Traditional caches require exact matches. Raptor uses semantic hashing:
"What's the capital of France?"     → hash: abc123
"What is the capital of France?"    → hash: abc123  ✓ Same!
"Tell me France's capital city"     → hash: abc123  ✓ Same!
We compute a vector embedding, quantize the first 64 dimensions, and hash the result.

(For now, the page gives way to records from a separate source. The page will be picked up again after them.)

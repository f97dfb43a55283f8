// Chain cache construction against scripted node processes

mod common;

use common::*;
use std::collections::BTreeMap;
use std::fs;
use tempfile::TempDir;
use tos_cluster::cache::{
    first_block_time, BLOCKS_PER_BATCH, BLOCK_SPACING_SECS, CACHE_MINERS, CACHE_MOCKTIME,
    MINING_PASSES,
};
use tos_cluster::config::MAX_NODES;
use tos_cluster::datadir::{datadir_path, read_conf, CONF_FILE, STDERR_FILE};
use tos_cluster::rpc::methods;
use tos_cluster::{ChainCache, ClusterController, HarnessError};

#[tokio::test]
async fn test_rebuild_mines_fixed_chain() {
    init_test_logger();
    let dir = TempDir::new().unwrap();
    let network = MockNetwork::new();
    let binary = write_script(dir.path(), "node.sh", PARKED_NODE);
    let cache = ChainCache::new(dir.path().join("cache"));

    let rebuilt = cache
        .ensure(&test_config(2, &binary), network.connector())
        .await
        .unwrap();
    assert!(rebuilt);
    assert!(cache.is_valid());

    let chain = network.chain();
    assert_eq!(chain.len(), MINING_PASSES * CACHE_MINERS * BLOCKS_PER_BATCH);
    assert_eq!(chain.len(), 200);

    let mut per_miner = BTreeMap::new();
    for block in &chain {
        *per_miner.entry(block.miner).or_insert(0) += 1;
    }
    assert_eq!(per_miner.len(), 4);
    assert!(per_miner.values().all(|count| *count == 50));

    // batches of 25 rotate over the first four nodes, twice
    for (i, block) in chain.iter().enumerate() {
        assert_eq!(block.miner, (i / BLOCKS_PER_BATCH) % CACHE_MINERS);
    }

    assert_eq!(chain[0].timestamp, Some(CACHE_MOCKTIME - 120_600));
    assert_eq!(chain[0].timestamp, Some(first_block_time()));
    for pair in chain.windows(2) {
        assert_eq!(
            pair[1].timestamp.unwrap() - pair[0].timestamp.unwrap(),
            BLOCK_SPACING_SECS
        );
    }

    // every bootstrap node was connected to node 0 and then stopped
    assert_eq!(network.calls_of(methods::ADD_PEER), (1..MAX_NODES).collect::<Vec<_>>());
    assert_eq!(network.calls_of(methods::STOP_NODE).len(), MAX_NODES);
}

#[tokio::test]
async fn test_cache_keeps_only_chain_data() {
    init_test_logger();
    let dir = TempDir::new().unwrap();
    let network = MockNetwork::new();
    let binary = write_script(dir.path(), "node.sh", PARKED_NODE);
    let cache = ChainCache::new(dir.path().join("cache"));

    cache
        .ensure(&test_config(1, &binary), network.connector())
        .await
        .unwrap();

    for n in 0..MAX_NODES {
        let mut entries: Vec<String> = fs::read_dir(cache.entry(n))
            .unwrap()
            .map(|e| e.unwrap().file_name().to_string_lossy().into_owned())
            .collect();
        entries.sort();
        assert_eq!(entries, vec!["blocks", "chainstate", "wallets"]);
    }
}

#[tokio::test]
async fn test_complete_cache_is_reused_and_partial_cache_rebuilt() {
    init_test_logger();
    let dir = TempDir::new().unwrap();
    let network = MockNetwork::new();
    let binary = write_script(dir.path(), "node.sh", PARKED_NODE);
    let cache = ChainCache::new(dir.path().join("cache"));
    let config = test_config(2, &binary);

    assert!(cache.ensure(&config, network.connector()).await.unwrap());
    let calls_after_build = network.events().len();

    assert!(!cache.ensure(&config, network.connector()).await.unwrap());
    assert_eq!(network.events().len(), calls_after_build);

    fs::remove_dir_all(cache.entry(5)).unwrap();
    assert!(!cache.is_valid());
    assert!(cache.ensure(&config, network.connector()).await.unwrap());
    assert!(cache.is_valid());
    assert_eq!(network.chain().len(), 400);
}

#[tokio::test]
async fn test_failed_build_keeps_logs_until_next_rebuild() {
    init_test_logger();
    let dir = TempDir::new().unwrap();
    let network = MockNetwork::new();
    // nodes that crash on boot never answer RPC
    for n in 0..MAX_NODES {
        network.refuse_first_probes(n, usize::MAX);
    }

    let crashing = write_script(dir.path(), "crashing.sh", CRASHING_NODE);
    let cache = ChainCache::new(dir.path().join("cache"));

    let err = cache
        .ensure(&test_config(2, &crashing), network.connector())
        .await
        .unwrap_err();
    assert!(matches!(err, HarnessError::ProcessStart { index: 0, .. }));
    assert!(!cache.is_valid());
    for n in 0..MAX_NODES {
        assert!(!cache.entry(n).exists());
    }
    assert!(network.chain().is_empty());

    // the crash log of the failed build is still around
    let stderr = fs::read_to_string(datadir_path(&cache.staging(), 0).join(STDERR_FILE)).unwrap();
    assert!(stderr.contains("corrupted db"));

    // the next check throws the leftovers away and rebuilds
    let healthy = MockNetwork::new();
    let binary = write_script(dir.path(), "node.sh", PARKED_NODE);
    assert!(cache
        .ensure(&test_config(2, &binary), healthy.connector())
        .await
        .unwrap());
    assert!(cache.is_valid());
    assert!(!cache.staging().exists());
    assert!(!cache.entry(0).join(STDERR_FILE).exists());
    assert_eq!(healthy.chain().len(), 200);
}

#[tokio::test]
async fn test_working_copy_runs_with_test_config() {
    init_test_logger();
    let dir = TempDir::new().unwrap();
    let network = MockNetwork::new();
    let binary = write_script(dir.path(), "node.sh", PARKED_NODE);
    let cache = ChainCache::new(dir.path().join("cache"));
    cache
        .ensure(&test_config(3, &binary), network.connector())
        .await
        .unwrap();

    let workdir = dir.path().join("run");
    let config = test_config(3, &binary)
        .with_port_seed(77)
        .with_conf("log_level", "\"debug\"");
    cache.copy_to(&workdir, &config).unwrap();

    for n in 0..3 {
        let copy = datadir_path(&workdir, n);
        assert!(copy.join("blocks").is_dir());
        let conf = read_conf(&copy.join(CONF_FILE)).unwrap();
        assert_eq!(conf["log_level"], "\"debug\"");
        assert_eq!(
            conf["rpc_bind_address"],
            format!("\"127.0.0.1:{}\"", config.ports.rpc_port(n))
        );
    }
    assert!(!datadir_path(&workdir, 3).exists());

    let mut cluster = ClusterController::new(config, &workdir, network.connector()).unwrap();
    cluster.add_nodes(3, None).unwrap();
    cluster.start_nodes(&[]).await.unwrap();
    cluster.sync_all().await.unwrap();
    cluster.stop_nodes().await.unwrap();

    // the cache itself was not touched by the test run
    assert!(!cache.entry(0).join(CONF_FILE).exists());
}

Semantically similar queries produce the same hash.

Firewall Architecture

The firewall runs before forwarding to upstream:
  1. Extract text from request body (messages, prompt, etc.)
  2. Compute embedding using local ONNX model (~1ms)
  3. Compare against threat patterns via cosine similarity
  4. Block/warn/log based on configured thresholds
// Simplified firewall check
if cosine_similarity(request_embedding, pattern_embedding) > 0.85 {
    return Err(BlockedByFirewall);
}
For streaming responses, we also monitor the output and can terminate mid-stream if the AI starts generating policy-violating content.

Evidence Pipeline

All requests are logged asynchronously:
Request → MPSC Channel → Background Worker → PostgreSQL

             └── Non-blocking, ~10,000 buffer
Evidence is never on the critical path. Your requests don’t wait for logging.

Tech Stack

ComponentTechnology
LanguageRust 1.75+
Web frameworkAxum 0.7
Async runtimeTokio
DatabasePostgreSQL + pgvector
CacheRedis + in-memory LRU
EmbeddingsONNX Runtime
DeploymentDocker / Kubernetes

Resilience

  • Rate limiting: Per API key, configurable
  • Circuit breakers: Automatic failover on upstream errors
  • Connection pooling: Efficient database/Redis connections
  • Graceful shutdown: In-flight requests complete
Raptor is designed to be invisible. If we add latency you notice, that’s a bug.